Smart Pricing (or Maybe Dumb Publishing?)
I friend told me how much he made from AdSense a year ago, and in spite of increasing his network pageviews 200% since then his earnings this month are 10% lower than they were a year ago.
And Google still does a sloppy job policing their partner network. What happens if their editorial review costs increase. What does that do to the percent of ad income Google needs to keep to keep growing?
A Glut of Publishing:
It is getting easier and easier to publish online. The number of people writing is probably growing at a faster rate than the number (and income of) of people reading, which means you will have to be more compelling and put more effort into your content and marketing if you want to keep your pageviews up.
And Google has been placing more weight on authoritative domains, which is squeezing many small players out of ranking in the search results.
Newspaper & Magazine Archives: More Glut:
As business deals are worked out, and trusted archived content comes online, many business models based on AdSense spam will lose a large portion of their traffic to mainstream media companies that are not currently fully leveraging their archives.
If Google bought YouTube how long before they buy Olive Software or create a similar technology?
Frothy Ad Market:
I just saw a big, ugly, and obtrusive AOL ad on Amazon.com's home page.
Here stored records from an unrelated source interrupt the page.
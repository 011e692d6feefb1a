//! Route path patterns

use std::borrow::Cow;

use once_cell::sync::Lazy;
use regex::Regex;

use crate::error::PatternError;
use crate::params::Params;

/// Parameter segment regex: `:name` or `:name(.*)`
static PARAM_REX: Lazy<Regex> = Lazy::new(||
    Regex::new(r"^:([A-Za-z_][A-Za-z0-9_]*)(\(\.\*\))?$").unwrap()
);

/// Parameter name bound by a bare `*` segment
pub const DEFAULT_WILDCARD: &str = "pathMatch";

/// Single segment of a route pattern
#[derive(Debug, Clone, PartialEq, Eq)]
pub enum Segment {
    /// Matches identical input segment
    Literal(String),
    /// Matches any non-empty segment and binds it
    Capture(String),
    /// Matches all remaining segments, including none
    Wildcard(String),
}

/// Parsed route pattern
#[derive(Debug, Clone, PartialEq, Eq)]
pub struct Pattern {
    source: String,
    segments: Vec<Segment>,
}

impl Pattern {
    /// Parse pattern string.
    ///
    /// Syntax:
    /// - `/about` - literal segment
    /// - `/coin/:id` - named capture
    /// - `/:rest(.*)` or `/*` - wildcard capture, must be last
    pub fn parse(source: &str) -> Result<Self, PatternError> {
        let mut segments: Vec<Segment> = Vec::new();

        for part in source.split('/').filter(|s| !s.is_empty()) {
            if let Some(Segment::Wildcard(_)) = segments.last() {
                return Err(PatternError::WildcardNotLast);
            }

            let segment = if part == "*" {
                Segment::Wildcard(DEFAULT_WILDCARD.to_string())
            } else if part.starts_with(':') {
                let caps = PARAM_REX
                    .captures(part)
                    .ok_or_else(|| PatternError::InvalidSegment(part.to_string()))?;
                let name = caps[1].to_string();
                match caps.get(2) {
                    Some(_) => Segment::Wildcard(name),
                    None => Segment::Capture(name),
                }
            } else if part.contains('*') || part.contains('(') {
                return Err(PatternError::InvalidSegment(part.to_string()));
            } else {
                Segment::Literal(part.to_string())
            };

            if let Some(name) = segment.param_name() {
                if segments.iter().any(|s| s.param_name() == Some(name)) {
                    return Err(PatternError::DuplicateParam(name.to_string()));
                }
            }
            segments.push(segment);
        }

        Ok(Self {
            source: source.to_string(),
            segments,
        })
    }

    /// Pattern string this was parsed from
    pub fn source(&self) -> &str {
        &self.source
    }

    pub fn segments(&self) -> &[Segment] {
        &self.segments
    }

    /// Pattern is a single wildcard, so it matches every path
    pub fn is_catch_all(&self) -> bool {
        matches!(self.segments.as_slice(), [Segment::Wildcard(_)])
    }

    /// Names of all parameters in pattern order
    pub fn param_names(&self) -> impl Iterator<Item = &str> {
        self.segments.iter().filter_map(Segment::param_name)
    }

    /// Match already split and decoded path segments.
    ///
    /// Whole input must be consumed, except by a trailing wildcard.
    pub fn match_segments<S: AsRef<str>>(&self, input: &[S]) -> Option<Params> {
        let mut params = Params::new();
        let mut rest = input;

        for segment in &self.segments {
            match segment {
                Segment::Wildcard(name) => {
                    let tail = rest
                        .iter()
                        .map(|s| s.as_ref())
                        .collect::<Vec<&str>>()
                        .join("/");
                    params.insert(name.clone(), tail);
                    return Some(params);
                },
                Segment::Literal(lit) => {
                    let (head, tail) = rest.split_first()?;
                    if head.as_ref() != lit.as_str() {
                        return None;
                    }
                    rest = tail;
                },
                Segment::Capture(name) => {
                    let (head, tail) = rest.split_first()?;
                    // Empty segment never binds
                    if head.as_ref().is_empty() {
                        return None;
                    }
                    params.insert(name.clone(), head.as_ref().to_string());
                    rest = tail;
                },
            }
        }

        rest.is_empty().then_some(params)
    }

    /// Match path string. See [`split_path`] for normalization rules.
    pub fn match_path(&self, path: &str) -> Option<Params> {
        self.match_segments(&split_path(path))
    }

    /// Build path from parameters.
    ///
    /// Returns `Err(name)` with the first parameter that is missing or empty.
    pub fn reverse(&self, params: &Params) -> Result<String, String> {
        let mut path = String::new();

        for segment in &self.segments {
            match segment {
                Segment::Literal(lit) => {
                    path.push('/');
                    path.push_str(lit);
                },
                Segment::Capture(name) => {
                    let value = params
                        .get(name)
                        .filter(|v| !v.is_empty())
                        .ok_or_else(|| name.clone())?;
                    path.push('/');
                    path.push_str(&urlencoding::encode(value));
                },
                Segment::Wildcard(name) => {
                    // Wildcard may bind nothing
                    let value = params.get(name).unwrap_or_default();
                    for part in value.split('/').filter(|p| !p.is_empty()) {
                        path.push('/');
                        path.push_str(&urlencoding::encode(part));
                    }
                },
            }
        }

        if path.is_empty() {
            path.push('/');
        }

        Ok(path)
    }
}

impl Segment {
    /// Bound parameter name, `None` for literals
    pub fn param_name(&self) -> Option<&str> {
        match self {
            Segment::Literal(_) => None,
            Segment::Capture(name) | Segment::Wildcard(name) => Some(name),
        }
    }
}

/// Split path into percent-decoded segments.
///
/// Leading slash and one trailing slash are ignored, so `/` and `` have no
/// segments and `/coin/` is the single segment `coin`.
pub fn split_path(path: &str) -> Vec<Cow<'_, str>> {
    let path = path.strip_prefix('/').unwrap_or(path);
    let path = path.strip_suffix('/').unwrap_or(path);

    if path.is_empty() {
        return vec![];
    }

    path.split('/')
        .map(|raw| urlencoding::decode(raw).unwrap_or(Cow::Borrowed(raw)))
        .collect()
}

#[cfg(test)]
mod tests {
    use super::*;

    #[test]
    fn test_parse_segments() {
        let pattern = Pattern::parse("/coin/:id").unwrap();
        assert_eq!(
            pattern.segments(),
            [
                Segment::Literal("coin".into()),
                Segment::Capture("id".into()),
            ]
        );
        assert!(!pattern.is_catch_all());

        let root = Pattern::parse("/").unwrap();
        assert!(root.segments().is_empty());
    }

    #[test]
    fn test_parse_wildcards() {
        let named = Pattern::parse("/:catchAll(.*)").unwrap();
        assert_eq!(named.segments(), [Segment::Wildcard("catchAll".into())]);
        assert!(named.is_catch_all());

        let bare = Pattern::parse("/*").unwrap();
        assert_eq!(bare.segments(), [Segment::Wildcard(DEFAULT_WILDCARD.into())]);

        let nested = Pattern::parse("/files/:rest(.*)").unwrap();
        assert!(!nested.is_catch_all());
    }

    #[test]
    fn test_parse_errors() {
        assert_eq!(
            Pattern::parse("/*/about"),
            Err(PatternError::WildcardNotLast)
        );
        assert_eq!(
            Pattern::parse("/a/:id/b/:id"),
            Err(PatternError::DuplicateParam("id".into()))
        );
        assert_eq!(
            Pattern::parse("/:1abc"),
            Err(PatternError::InvalidSegment(":1abc".into()))
        );
        assert_eq!(
            Pattern::parse("/coin*"),
            Err(PatternError::InvalidSegment("coin*".into()))
        );
    }

    #[test]
    fn test_split_path() {
        assert!(split_path("/").is_empty());
        assert!(split_path("").is_empty());
        assert_eq!(split_path("/coin/"), ["coin"]);
        assert_eq!(split_path("/coin//"), ["coin", ""]);
        assert_eq!(split_path("/a%20b/c"), ["a b", "c"]);
    }

    #[test]
    fn test_literal_match() {
        let pattern = Pattern::parse("/about").unwrap();
        assert!(pattern.match_path("/about").is_some());
        assert!(pattern.match_path("/about/").is_some());
        assert!(pattern.match_path("/about/more").is_none());
        assert!(pattern.match_path("/About").is_none());
        assert!(pattern.match_path("/").is_none());
    }

    #[test]
    fn test_capture_match() {
        let pattern = Pattern::parse("/coin/:id").unwrap();
        let params = pattern.match_path("/coin/bitcoin").unwrap();
        assert_eq!(params.get("id"), Some("bitcoin"));

        assert!(pattern.match_path("/coin/").is_none());
        assert!(pattern.match_path("/coin//").is_none());
        assert!(pattern.match_path("/coin/a/b").is_none());
    }

    #[test]
    fn test_wildcard_match() {
        let pattern = Pattern::parse("/files/:rest(.*)").unwrap();
        let params = pattern.match_path("/files/a/b/c").unwrap();
        assert_eq!(params.get("rest"), Some("a/b/c"));

        let params = pattern.match_path("/files").unwrap();
        assert_eq!(params.get("rest"), Some(""));
    }

    #[test]
    fn test_reverse() {
        let pattern = Pattern::parse("/coin/:id").unwrap();
        let params = Params::from_iter([("id", "usd coin")]);
        assert_eq!(pattern.reverse(&params), Ok("/coin/usd%20coin".to_string()));
        assert_eq!(pattern.reverse(&Params::new()), Err("id".to_string()));

        let root = Pattern::parse("/").unwrap();
        assert_eq!(root.reverse(&Params::new()), Ok("/".to_string()));

        let wild = Pattern::parse("/:catchAll(.*)").unwrap();
        let params = Params::from_iter([("catchAll", "a b/c")]);
        assert_eq!(wild.reverse(&params), Ok("/a%20b/c".to_string()));
    }
}
use tracing::debug;

use super::{Installer, Plugin};

/// Series colors, cycled
const PALETTE: [&str; 6] = [
    "#FF9800", // Orange (primary)
    "#4CAF50", // Green
    "#2196F3", // Blue
    "#9C27B0", // Purple
    "#F44336", // Red
    "#00BCD4", // Cyan
];

/// Defaults for every chart in the app
#[derive(Clone, Debug, PartialEq)]
pub struct ChartOptions {
    pub palette: Vec<&'static str>,
    pub width: u32,
    pub height: u32,
    pub legend: bool,
    /// Shown instead of a chart without points
    pub empty_text: &'static str,
}

impl Default for ChartOptions {
    fn default() -> Self {
        Self {
            palette: PALETTE.to_vec(),
            width: 800,
            height: 300,
            legend: true,
            empty_text: "No data",
        }
    }
}

impl ChartOptions {
    /// Color of n-th series
    pub fn color(&self, idx: usize) -> &'static str {
        match self.palette.len() {
            0 => "currentColor",
            len => self.palette[idx % len],
        }
    }
}

/// Makes [`ChartOptions`] available to chart components
#[derive(Default)]
pub struct ChartPlugin {
    options: ChartOptions,
}

impl ChartPlugin {
    pub fn with_options(options: ChartOptions) -> Self {
        Self { options }
    }
}

impl Plugin for ChartPlugin {
    fn name(&self) -> &'static str {
        "chart"
    }

    fn install(&self, app: &mut Installer) {
        debug!(
            width = self.options.width,
            height = self.options.height,
            "chart defaults installed"
        );
        app.provide(self.options.clone());
    }
}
If people are buying general untargeted graphic ads on the largest retail site they must be overpaying for it.
A Lack of Competition:
Some of the executives of Yahoo!'s Publisher program recently announced they were quiting, and with Google's lead in the contextual ad space with virtually no competition, I have to take that as a bad sign for Yahoo!, and for independent publishers in general.
Google's General Arrogance:
Today many publishers noticed bright Google logos in their ad boxes inviting readers to sign up for AdSense.
Potential Text Ad Blindness:
People have learned to ignore banners and common ad locations. How long until people learn to ignore common AdSense formats, especially as the ads appear so prevalently on so many sites? What if people become more receptive to identifying ads (even in the content area)?
Not Worth It:
Add all those up and it gets a bit bleak looking to AdSense as anything more than a baseline estimate for effortless income or a backfill for unsold inventory.
What if instead of monetizing every page, niche publishers used most of their pages to keep attention and link equity flowing their way, and then just monetized targeted high value sections of their sites using well integrated affiliate offers and/or selling direct products?